El índice de referencia de la Bolsa de Atenas pierde un 6% atenazado por la “espiral de muerte” y el ‘Petromagedón’ que vaticina Citi. La semana empieza con un tono marcadamente bajista en las Bolsas europeas. El Ibex 35 vuelve a luchar por aguantar la cota de los 8.200 puntos, cuya pérdida está en juego ya por tercera ocasión desde que empezó el año. El parqué madrileño encaja con caídas superiores al 3% las nuevas tensiones que llegan desde Grecia y el pesimismo de Citi.
El hecho de que el viernes pasado los representantes de la Troika abandonasen Atentas sin constatar avances sustanciales para la primera revisión del tercer rescate financiero al país ha vuelto a desatar la especulación. Con la vista puesta en la reunión de ministros de Finanzas europeos que tendrá lugar este mismo jueves, las voces más agoreras hablan ya de nuevo fiasco en el proceso y una nueva vuelta de tuerca a las condiciones hasta ahora pactadas con Bruselas. Ante este panorama, el índice de referencia de la Bolsa helena cede un 6% a la media sesión.

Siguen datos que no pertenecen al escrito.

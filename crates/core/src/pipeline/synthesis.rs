use crate::llm::policy::ModelPolicy;
use crate::llm::{GenerateRequest, TextModel};
use std::fmt;
use std::sync::Arc;

/// A successful generation, tagged with the model that produced it.
#[derive(Debug, Clone)]
pub struct SynthesisOutcome {
    pub answer: String,
    pub model: String,
}

/// Every model in the synthesis list failed. The only gathering-phase
/// error that reaches the user.
#[derive(Debug)]
pub struct SynthesisExhausted {
    pub attempts: usize,
    pub last_error: String,
}

impl fmt::Display for SynthesisExhausted {
    fn fmt(&self, f: &mut fmt::Formatter<'_>) -> fmt::Result {
        write!(
            f,
            "all {} synthesis models failed (last error: {})",
            self.attempts, self.last_error
        )
    }
}

impl std::error::Error for SynthesisExhausted {}

/// Runs the composed prompt through the synthesis model list, first
/// success wins.
pub struct SynthesisEngine {
    model: Arc<dyn TextModel>,
    models: Vec<String>,
}

impl SynthesisEngine {
    pub fn new(model: Arc<dyn TextModel>, policy: &ModelPolicy) -> Self {
        Self {
            model,
            models: policy.synthesis().to_vec(),
        }
    }

    pub async fn synthesize(&self, prompt: &str) -> Result<SynthesisOutcome, SynthesisExhausted> {
        let mut attempts = 0;
        let mut last_error = String::from("no synthesis models configured");

        for model in &self.models {
            attempts += 1;
            let req = GenerateRequest {
                model: model.clone(),
                prompt: prompt.to_string(),
                json_output: false,
            };

            match self.model.generate(req).await {
                Ok(answer) => {
                    tracing::info!(%model, attempts, "synthesis succeeded");
                    return Ok(SynthesisOutcome {
                        answer,
                        model: model.clone(),
                    });
                }
                Err(err) => {
                    tracing::warn!(%model, error = %format!("{err:#}"), "synthesis model failed; trying next");
                    last_error = format!("{err:#}");
                }
            }
        }

        Err(SynthesisExhausted {
            attempts,
            last_error,
        })
    }
}

#[cfg(test)]
mod tests {
    use super::*;
    use crate::llm::testing::ScriptedModel;
    use anyhow::anyhow;

    fn policy(models: &[&str]) -> ModelPolicy {
        ModelPolicy::new(
            Vec::new(),
            models.iter().map(|s| s.to_string()).collect(),
        )
    }

    #[tokio::test]
    async fn first_success_short_circuits() {
        let model = ScriptedModel::new(vec![Ok("the answer".to_string())]);
        let engine = SynthesisEngine::new(model.clone(), &policy(&["m1", "m2"]));

        let outcome = engine.synthesize("prompt").await.unwrap();
        assert_eq!(outcome.answer, "the answer");
        assert_eq!(outcome.model, "m1");
        assert_eq!(model.call_count(), 1);
    }

    #[tokio::test]
    async fn failures_advance_until_the_last_model_succeeds() {
        let model = ScriptedModel::new(vec![
            Err(anyhow!("overloaded")),
            Err(anyhow!("overloaded")),
            Ok("late but fine".to_string()),
        ]);
        let engine = SynthesisEngine::new(model.clone(), &policy(&["m1", "m2", "m3"]));

        let outcome = engine.synthesize("prompt").await.unwrap();
        assert_eq!(outcome.model, "m3");
        assert_eq!(model.call_count(), 3);
    }

    #[tokio::test]
    async fn exhaustion_reports_attempt_count_and_last_error() {
        let model = ScriptedModel::new(vec![
            Err(anyhow!("first failure")),
            Err(anyhow!("second failure")),
        ]);
        let engine = SynthesisEngine::new(model.clone(), &policy(&["m1", "m2"]));

        let err = engine.synthesize("prompt").await.unwrap_err();
        assert_eq!(err.attempts, 2);
        assert!(err.last_error.contains("second failure"));
        assert_eq!(model.call_count(), 2);
    }

    #[tokio::test]
    async fn synthesis_requests_prose_not_json() {
        let model = ScriptedModel::new(vec![Ok("answer".to_string())]);
        let engine = SynthesisEngine::new(model.clone(), &policy(&["m1"]));

        engine.synthesize("prompt").await.unwrap();
        let requests = model.requests.lock().unwrap();
        assert!(!requests[0].json_output);
        assert_eq!(requests[0].prompt, "prompt");
    }
}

En el caso de Madrid, donde el recorte se queda en la mitad, los valores más penalizados de su índice rey son ArcelorMittal (-6,5%), Amadeus (-6%), Gamesa (-5,8%), Repsol (-5%) y Sacyr (-4,5%). Para muchos de ellos, el común denominador es paso por caja de los inversores de perfil más oportunista y a corto plazo, espoleado por recortes de consejo de grandes casas de inversión. Ni un solo valor escapa al rojo: Iberdrola (-1%) y Mapfre (-0,9%) son las que lo encajan con más entereza.
Por el resto de plazas europeas, las caídas son en todos los casos superiores al 2%. El Ftse 100 londinense es el que menos se duele de la “espiral de muerte” que vaticinan los analistas de Citigroup, que en su más reciente informe macro contempla la posibilidad de un ‘Petromagedón’ que se traduzca en una “significativa y sincronizada” recesión global. Al otro extremo, el DAX alemán, que cede un 2,8%.
Por el mercado secundario de deuda soberana, la prima de riesgo escala ya hasta los 142 puntos básicos. A los bonos españoles a diez años se les exige rentabilidad por un 1,68%, mientras que los ‘bunds’ alemanes de referencia marcan tipos del 0,25%.